How Do We Select Which Certifications to Build?
By Harold Green on Apr 29, 2009
Obviously – given the sheer number of Oracle products – we are not able to build a certification for every Oracle product. But there are several major parameters that we use when considering new certification offerings.
In order to build a certification, we first define that certification with (a) a clearly identifiable job role and (b) a reasonable level and scope of difficulty – based upon training and experience – that fits exactly how the product is administered, developed, deployed, etc. This is a large task that can be much more difficult than it may sound. Oracle University takes great care to avoid defining a certification that is too broad (making it inaccessible to most) or is too narrow (and hence, diluting its value).

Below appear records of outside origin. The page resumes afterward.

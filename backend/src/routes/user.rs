//! User account routes

use crate::auth::{ensure_owner, AuthUser};
use crate::error::{ApiError, ApiResult};
use crate::services::UserService;
use crate::state::AppState;
use axum::{
    extract::{Path, State},
    routing::get,
    Json, Router,
};
use yoga_studio_shared::types::UserDto;
use yoga_studio_shared::validation::parse_id;

pub fn user_routes() -> Router<AppState> {
    Router::new().route("/:id", get(find_by_id).delete(delete))
}

/// GET /api/user/:id
async fn find_by_id(
    State(state): State<AppState>,
    _auth: AuthUser,
    Path(id): Path<String>,
) -> ApiResult<Json<UserDto>> {
    let id = parse_id(&id).map_err(ApiError::BadRequest)?;
    let user = UserService::get(state.repos.users.as_ref(), id).await?;
    Ok(Json(user.to_dto()))
}

/// DELETE /api/user/:id
///
/// Only the account owner may delete it.
async fn delete(
    State(state): State<AppState>,
    auth: AuthUser,
    Path(id): Path<String>,
) -> ApiResult<()> {
    let id = parse_id(&id).map_err(ApiError::BadRequest)?;
    let user = UserService::get(state.repos.users.as_ref(), id).await?;
    ensure_owner(&auth.principal, user.id)?;

    UserService::delete(state.repos.users.as_ref(), user.id).await
}
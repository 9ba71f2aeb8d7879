//! Domain models for the Yoga Studio application

use serde::{Deserialize, Serialize};
use std::fmt;

/// Account role carried by an authenticated principal
#[derive(Debug, Clone, Copy, Serialize, Deserialize, PartialEq, Eq, Hash, Default)]
#[serde(rename_all = "UPPERCASE")]
pub enum Role {
    #[default]
    User,
    Admin,
}

impl Role {
    /// Map the stored admin flag to a role
    pub fn from_admin_flag(admin: bool) -> Self {
        if admin {
            Role::Admin
        } else {
            Role::User
        }
    }

    pub fn is_admin(self) -> bool {
        self == Role::Admin
    }
}

impl fmt::Display for Role {
    fn fmt(&self, f: &mut fmt::Formatter<'_>) -> fmt::Result {
        match self {
            Role::User => write!(f, "USER"),
            Role::Admin => write!(f, "ADMIN"),
        }
    }
}

/// The authenticated identity derived from a verified token
///
/// A principal is never persisted. It is a projection of a user account
/// and is passed explicitly to every operation that needs it.
#[derive(Debug, Clone, Serialize, Deserialize, PartialEq, Eq)]
pub struct Principal {
    pub id: i64,
    /// The account email
    pub username: String,
    pub role: Role,
}

impl Principal {
    pub fn new(id: i64, username: impl Into<String>, role: Role) -> Self {
        Self {
            id,
            username: username.into(),
            role,
        }
    }

    #[inline]
    pub fn is_admin(&self) -> bool {
        self.role.is_admin()
    }
}
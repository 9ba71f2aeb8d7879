//! Yoga studio backend library
//!
//! This library exposes the backend modules for use in tests and the binary.

pub mod auth;
pub mod config;
pub mod db;
pub mod error;
pub mod extract;
pub mod repositories;
pub mod routes;
pub mod services;
pub mod state;
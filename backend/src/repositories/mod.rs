//! Database repositories
//!
//! Each entity has a repository trait with two adapters: PostgreSQL
//! (`Pg*Repository`) and the process-local [`MemoryStore`].

pub mod memory;
pub mod session;
pub mod teacher;
pub mod user;

use sqlx::PgPool;
use std::sync::Arc;

pub use memory::MemoryStore;
pub use session::{NewSession, PgSessionRepository, SessionRecord, SessionRepository};
pub use teacher::{PgTeacherRepository, TeacherRecord, TeacherRepository};
pub use user::{NewUser, PgUserRepository, UserRecord, UserRepository};

/// The repositories a running application works against
#[derive(Clone)]
pub struct Repositories {
    pub users: Arc<dyn UserRepository>,
    pub teachers: Arc<dyn TeacherRepository>,
    pub sessions: Arc<dyn SessionRepository>,
}

impl Repositories {
    /// Repositories backed by a PostgreSQL pool
    pub fn postgres(pool: PgPool) -> Self {
        Self {
            users: Arc::new(PgUserRepository::new(pool.clone())),
            teachers: Arc::new(PgTeacherRepository::new(pool.clone())),
            sessions: Arc::new(PgSessionRepository::new(pool)),
        }
    }

    /// Repositories sharing one in-memory store
    pub fn memory(store: MemoryStore) -> Self {
        Self {
            users: Arc::new(store.clone()),
            teachers: Arc::new(store.clone()),
            sessions: Arc::new(store),
        }
    }
}
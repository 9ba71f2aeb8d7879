//! Session routes: CRUD for administrators and self-service enrollment

use crate::auth::{ensure_owner, require_admin, AuthUser};
use crate::error::{ApiError, ApiResult};
use crate::extract::JsonBody;
use crate::repositories::NewSession;
use crate::services::{TeacherService, UserService};
use crate::state::AppState;
use axum::{
    extract::{Path, State},
    routing::{get, post},
    Json, Router,
};
use validator::Validate;
use yoga_studio_shared::types::SessionDto;
use yoga_studio_shared::validation::{describe_errors, parse_id};

/// Create session routes
pub fn session_routes() -> Router<AppState> {
    Router::new()
        .route("/", get(find_all).post(create))
        .route("/:id", get(find_by_id).put(update).delete(delete))
        .route(
            "/:id/participate/:user_id",
            post(participate).delete(no_longer_participate),
        )
}

fn path_id(raw: &str) -> ApiResult<i64> {
    parse_id(raw).map_err(ApiError::BadRequest)
}

/// Validate a submitted session and resolve its references
///
/// The teacher must exist. Roster ids that match no user are dropped.
async fn prepare(state: &AppState, dto: SessionDto) -> ApiResult<NewSession> {
    dto.validate()
        .map_err(|e| ApiError::Validation(describe_errors(&e)))?;

    if TeacherService::find_by_id(state.repos.teachers.as_ref(), dto.teacher_id)
        .await?
        .is_none()
    {
        return Err(ApiError::BadRequest(format!(
            "Teacher {} not found",
            dto.teacher_id
        )));
    }

    let mut session = NewSession::from(dto);
    let mut known = Vec::with_capacity(session.users.len());
    for user_id in session.users {
        if UserService::find_by_id(state.repos.users.as_ref(), user_id)
            .await?
            .is_some()
        {
            known.push(user_id);
        }
    }
    session.users = known;
    Ok(session)
}

async fn ensure_session_exists(state: &AppState, id: i64) -> ApiResult<()> {
    match state.sessions.get_by_id(id).await? {
        Some(_) => Ok(()),
        None => Err(ApiError::NotFound(format!("Session {} not found", id))),
    }
}

/// GET /api/session
async fn find_all(
    State(state): State<AppState>,
    _auth: AuthUser,
) -> ApiResult<Json<Vec<SessionDto>>> {
    let sessions = state.sessions.find_all().await?;
    Ok(Json(sessions.iter().map(|s| s.to_dto()).collect()))
}

/// GET /api/session/:id
async fn find_by_id(
    State(state): State<AppState>,
    _auth: AuthUser,
    Path(id): Path<String>,
) -> ApiResult<Json<SessionDto>> {
    let id = path_id(&id)?;
    let session = state
        .sessions
        .get_by_id(id)
        .await?
        .ok_or_else(|| ApiError::NotFound(format!("Session {} not found", id)))?;
    Ok(Json(session.to_dto()))
}

/// POST /api/session (admin)
async fn create(
    State(state): State<AppState>,
    auth: AuthUser,
    JsonBody(dto): JsonBody<SessionDto>,
) -> ApiResult<Json<SessionDto>> {
    require_admin(&auth.principal)?;
    let session = prepare(&state, dto).await?;
    let created = state.sessions.create(session).await?;
    Ok(Json(created.to_dto()))
}

/// PUT /api/session/:id (admin)
async fn update(
    State(state): State<AppState>,
    auth: AuthUser,
    Path(id): Path<String>,
    JsonBody(dto): JsonBody<SessionDto>,
) -> ApiResult<Json<SessionDto>> {
    let id = path_id(&id)?;
    require_admin(&auth.principal)?;
    ensure_session_exists(&state, id).await?;

    let session = prepare(&state, dto).await?;
    let updated = state.sessions.update(id, session).await?;
    Ok(Json(updated.to_dto()))
}

/// DELETE /api/session/:id (admin)
async fn delete(
    State(state): State<AppState>,
    auth: AuthUser,
    Path(id): Path<String>,
) -> ApiResult<()> {
    let id = path_id(&id)?;
    require_admin(&auth.principal)?;
    ensure_session_exists(&state, id).await?;

    state.sessions.delete(id).await?;
    Ok(())
}

/// POST /api/session/:id/participate/:user_id
async fn participate(
    State(state): State<AppState>,
    auth: AuthUser,
    Path((id, user_id)): Path<(String, String)>,
) -> ApiResult<()> {
    let id = path_id(&id)?;
    let user_id = path_id(&user_id)?;
    ensure_owner(&auth.principal, user_id)?;

    state.sessions.participate(id, user_id).await?;
    Ok(())
}

/// DELETE /api/session/:id/participate/:user_id
async fn no_longer_participate(
    State(state): State<AppState>,
    auth: AuthUser,
    Path((id, user_id)): Path<(String, String)>,
) -> ApiResult<()> {
    let id = path_id(&id)?;
    let user_id = path_id(&user_id)?;
    ensure_owner(&auth.principal, user_id)?;

    state.sessions.no_longer_participate(id, user_id).await?;
    Ok(())
}
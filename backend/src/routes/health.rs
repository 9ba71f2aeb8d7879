//! Health check endpoints
//!
//! Provides Kubernetes-compatible health check endpoints:
//! - /health - Basic health check
//! - /health/ready - Readiness check (checks dependencies)
//! - /health/live - Liveness check (always returns OK if server is running)

use crate::{db, state::AppState};
use axum::{extract::State, http::StatusCode, Json};
use serde::Serialize;

/// Health check response
#[derive(Serialize)]
pub struct HealthResponse {
    pub status: String,
    pub version: String,
    #[serde(skip_serializing_if = "Option::is_none")]
    pub checks: Option<HealthChecks>,
}

/// Individual health checks
#[derive(Serialize)]
pub struct HealthChecks {
    pub database: CheckStatus,
}

/// Status of an individual check
#[derive(Serialize)]
pub struct CheckStatus {
    pub status: String,
    #[serde(skip_serializing_if = "Option::is_none")]
    pub message: Option<String>,
}

/// Basic health check endpoint
pub async fn health_check() -> Json<HealthResponse> {
    Json(HealthResponse {
        status: "healthy".to_string(),
        version: env!("CARGO_PKG_VERSION").to_string(),
        checks: None,
    })
}

/// Readiness check - checks if the service is ready to accept traffic
/// Returns 503 if any dependency is unhealthy
pub async fn readiness_check(
    State(state): State<AppState>,
) -> Result<Json<HealthResponse>, (StatusCode, Json<HealthResponse>)> {
    let db_check = match state.db() {
        Some(pool) => match db::health_check(pool).await {
            Ok(_) => CheckStatus {
                status: "healthy".to_string(),
                message: None,
            },
            Err(e) => CheckStatus {
                status: "unhealthy".to_string(),
                message: Some(e.to_string()),
            },
        },
        None => CheckStatus {
            status: "healthy".to_string(),
            message: Some("memory".to_string()),
        },
    };

    let is_healthy = db_check.status == "healthy";

    let response = HealthResponse {
        status: if is_healthy { "ready" } else { "not_ready" }.to_string(),
        version: env!("CARGO_PKG_VERSION").to_string(),
        checks: Some(HealthChecks { database: db_check }),
    };

    if is_healthy {
        Ok(Json(response))
    } else {
        Err((StatusCode::SERVICE_UNAVAILABLE, Json(response)))
    }
}

/// Liveness check - checks if the service is alive
/// Always returns OK if the server is running
pub async fn liveness_check() -> Json<HealthResponse> {
    Json(HealthResponse {
        status: "alive".to_string(),
        version: env!("CARGO_PKG_VERSION").to_string(),
        checks: None,
    })
}
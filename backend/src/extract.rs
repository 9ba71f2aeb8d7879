//! Request extractors
//!
//! `JsonBody` replaces `axum::Json` for request bodies so that syntax and
//! shape errors come back as a 400 in the API error format.

use crate::error::ApiError;
use axum::extract::{rejection::JsonRejection, FromRequest};

/// JSON request body; rejections render as [`ApiError::BadRequest`]
#[derive(Debug, FromRequest)]
#[from_request(via(axum::Json), rejection(ApiError))]
pub struct JsonBody<T>(pub T);

impl From<JsonRejection> for ApiError {
    fn from(rejection: JsonRejection) -> Self {
        ApiError::BadRequest(rejection.body_text())
    }
}
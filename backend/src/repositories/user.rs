//! User repository for database operations

use anyhow::Result;
use async_trait::async_trait;
use chrono::{DateTime, Utc};
use sqlx::PgPool;
use yoga_studio_shared::{Principal, Role, UserDto};

/// User record from database
#[derive(Debug, Clone, PartialEq, Eq, sqlx::FromRow)]
pub struct UserRecord {
    pub id: i64,
    pub email: String,
    pub first_name: String,
    pub last_name: String,
    pub password_hash: String,
    pub admin: bool,
    pub created_at: DateTime<Utc>,
    pub updated_at: DateTime<Utc>,
}

impl UserRecord {
    /// The principal this account authenticates as
    pub fn principal(&self) -> Principal {
        Principal::new(self.id, self.email.clone(), Role::from_admin_flag(self.admin))
    }

    pub fn to_dto(&self) -> UserDto {
        UserDto {
            id: self.id,
            email: self.email.clone(),
            last_name: self.last_name.clone(),
            first_name: self.first_name.clone(),
            admin: self.admin,
            created_at: self.created_at,
            updated_at: self.updated_at,
        }
    }
}

/// Input for creating a user
#[derive(Debug, Clone)]
pub struct NewUser {
    pub email: String,
    pub first_name: String,
    pub last_name: String,
    pub password_hash: String,
    pub admin: bool,
}

/// Credential store and account persistence
#[async_trait]
pub trait UserRepository: Send + Sync {
    async fn find_by_id(&self, id: i64) -> Result<Option<UserRecord>>;

    async fn find_by_email(&self, email: &str) -> Result<Option<UserRecord>>;

    async fn exists_by_email(&self, email: &str) -> Result<bool>;

    /// Persist a new user. Fails if the email is already taken.
    async fn create(&self, user: NewUser) -> Result<UserRecord>;

    /// Delete a user and their roster memberships. No-op if absent.
    async fn delete_by_id(&self, id: i64) -> Result<()>;
}

/// PostgreSQL user repository
#[derive(Clone)]
pub struct PgUserRepository {
    pool: PgPool,
}

impl PgUserRepository {
    pub fn new(pool: PgPool) -> Self {
        Self { pool }
    }
}

#[async_trait]
impl UserRepository for PgUserRepository {
    async fn find_by_id(&self, id: i64) -> Result<Option<UserRecord>> {
        let user = sqlx::query_as::<_, UserRecord>(
            r#"
            SELECT id, email, first_name, last_name, password AS password_hash,
                   admin, created_at, updated_at
            FROM users
            WHERE id = $1
            "#,
        )
        .bind(id)
        .fetch_optional(&self.pool)
        .await?;

        Ok(user)
    }

    async fn find_by_email(&self, email: &str) -> Result<Option<UserRecord>> {
        let user = sqlx::query_as::<_, UserRecord>(
            r#"
            SELECT id, email, first_name, last_name, password AS password_hash,
                   admin, created_at, updated_at
            FROM users
            WHERE email = $1
            "#,
        )
        .bind(email)
        .fetch_optional(&self.pool)
        .await?;

        Ok(user)
    }

    async fn exists_by_email(&self, email: &str) -> Result<bool> {
        let result = sqlx::query_scalar::<_, bool>(
            r#"
            SELECT EXISTS(SELECT 1 FROM users WHERE email = $1)
            "#,
        )
        .bind(email)
        .fetch_one(&self.pool)
        .await?;

        Ok(result)
    }

    async fn create(&self, user: NewUser) -> Result<UserRecord> {
        let record = sqlx::query_as::<_, UserRecord>(
            r#"
            INSERT INTO users (email, first_name, last_name, password, admin)
            VALUES ($1, $2, $3, $4, $5)
            RETURNING id, email, first_name, last_name, password AS password_hash,
                      admin, created_at, updated_at
            "#,
        )
        .bind(&user.email)
        .bind(&user.first_name)
        .bind(&user.last_name)
        .bind(&user.password_hash)
        .bind(user.admin)
        .fetch_one(&self.pool)
        .await?;

        Ok(record)
    }

    async fn delete_by_id(&self, id: i64) -> Result<()> {
        // Roster rows go with the user (ON DELETE CASCADE)
        sqlx::query("DELETE FROM users WHERE id = $1")
            .bind(id)
            .execute(&self.pool)
            .await?;

        Ok(())
    }
}

#[cfg(test)]
mod tests {
    use super::*;

    fn record(admin: bool) -> UserRecord {
        UserRecord {
            id: 1,
            email: "user1@mail.com".to_string(),
            first_name: "User".to_string(),
            last_name: "USER".to_string(),
            password_hash: "hash".to_string(),
            admin,
            created_at: Utc::now(),
            updated_at: Utc::now(),
        }
    }

    #[test]
    fn test_principal_projection() {
        let principal = record(true).principal();
        assert_eq!(principal.id, 1);
        assert_eq!(principal.username, "user1@mail.com");
        assert_eq!(principal.role, Role::Admin);
        assert_eq!(record(false).principal().role, Role::User);
    }

    #[test]
    fn test_dto_omits_password() {
        let dto = record(false).to_dto();
        let json = serde_json::to_string(&dto).unwrap();
        assert!(!json.contains("hash"));
        assert_eq!(dto.email, "user1@mail.com");
    }
}
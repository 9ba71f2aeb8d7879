//! Access decisions for destructive operations
//!
//! A principal may act on a resource only if it owns it. There is no admin
//! override for ownership; admin rights only gate session management.

use crate::error::ApiError;
use yoga_studio_shared::Principal;

/// Outcome of an access check
#[derive(Debug, Clone, Copy, PartialEq, Eq)]
pub enum Decision {
    Allow,
    Deny,
}

impl Decision {
    #[inline]
    pub fn is_allowed(self) -> bool {
        self == Decision::Allow
    }
}

/// Allow iff the principal is the owner of the resource
pub fn authorize(principal: &Principal, resource_owner_id: i64) -> Decision {
    if principal.id == resource_owner_id {
        Decision::Allow
    } else {
        Decision::Deny
    }
}

/// [`authorize`], mapped to a forbidden error on deny
pub fn ensure_owner(principal: &Principal, resource_owner_id: i64) -> Result<(), ApiError> {
    match authorize(principal, resource_owner_id) {
        Decision::Allow => Ok(()),
        Decision::Deny => {
            tracing::info!(
                principal_id = principal.id,
                resource_owner_id,
                "Access denied: not the resource owner"
            );
            Err(ApiError::Forbidden(
                "You can only perform this action on your own account".to_string(),
            ))
        }
    }
}

/// Reject principals without the admin role
pub fn require_admin(principal: &Principal) -> Result<(), ApiError> {
    if principal.is_admin() {
        Ok(())
    } else {
        Err(ApiError::Forbidden("Administrator rights required".to_string()))
    }
}
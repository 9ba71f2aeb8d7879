//! Teacher directory routes

use crate::auth::AuthUser;
use crate::error::{ApiError, ApiResult};
use crate::services::TeacherService;
use crate::state::AppState;
use axum::{
    extract::{Path, State},
    routing::get,
    Json, Router,
};
use yoga_studio_shared::types::TeacherDto;
use yoga_studio_shared::validation::parse_id;

pub fn teacher_routes() -> Router<AppState> {
    Router::new()
        .route("/", get(find_all))
        .route("/:id", get(find_by_id))
}

/// GET /api/teacher
async fn find_all(
    State(state): State<AppState>,
    _auth: AuthUser,
) -> ApiResult<Json<Vec<TeacherDto>>> {
    let teachers = TeacherService::find_all(state.repos.teachers.as_ref()).await?;
    Ok(Json(teachers.iter().map(|t| t.to_dto()).collect()))
}

/// GET /api/teacher/:id
async fn find_by_id(
    State(state): State<AppState>,
    _auth: AuthUser,
    Path(id): Path<String>,
) -> ApiResult<Json<TeacherDto>> {
    let id = parse_id(&id).map_err(ApiError::BadRequest)?;
    let teacher = TeacherService::find_by_id(state.repos.teachers.as_ref(), id)
        .await?
        .ok_or_else(|| ApiError::NotFound(format!("Teacher {} not found", id)))?;
    Ok(Json(teacher.to_dto()))
}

Another key consideration is that the nature of some products may either be too diverse, or are packaged in such a manner that a certification would not be warranted.
An additional factor that we consider in defining the certification model is the actual product’s roadmap and revision cycles.
Based upon the certification’s definition, we then begin an assessment to determine how many people will actually certify once the certification is built, and compare this to the forecast cost of building the certification. Industry estimates currently put the cost of developing a single certification exam between $30,000 and $50,000.
The decision to build a certification therefore requires that we have a minimum number of people to participate – not only to justify the financial cost, but also to participate in the beta testing period, which is key to ensuring sound, statistical data for strong psychometric exam validity.
A large number of people are required to develop the exam, including SMEs (subject matter experts), project managers to manage the development, and psychometricians to guide the exam’s item selection, passing score determination and other analysis requirements. With each exam typically being a multiple-month project, the time and effort required of these development resources can be significant.
Although there are other minor factors as well, these considerations above are some of the key initial issues that we account for when making the decision whether to create a new Oracle certification. Ignoring or deviating from these decision points can result in disappointing results in the certification track. Consequently, we at Oracle University take great care to ensure that sound assessment principles are employed before making the decision to launch a new certification.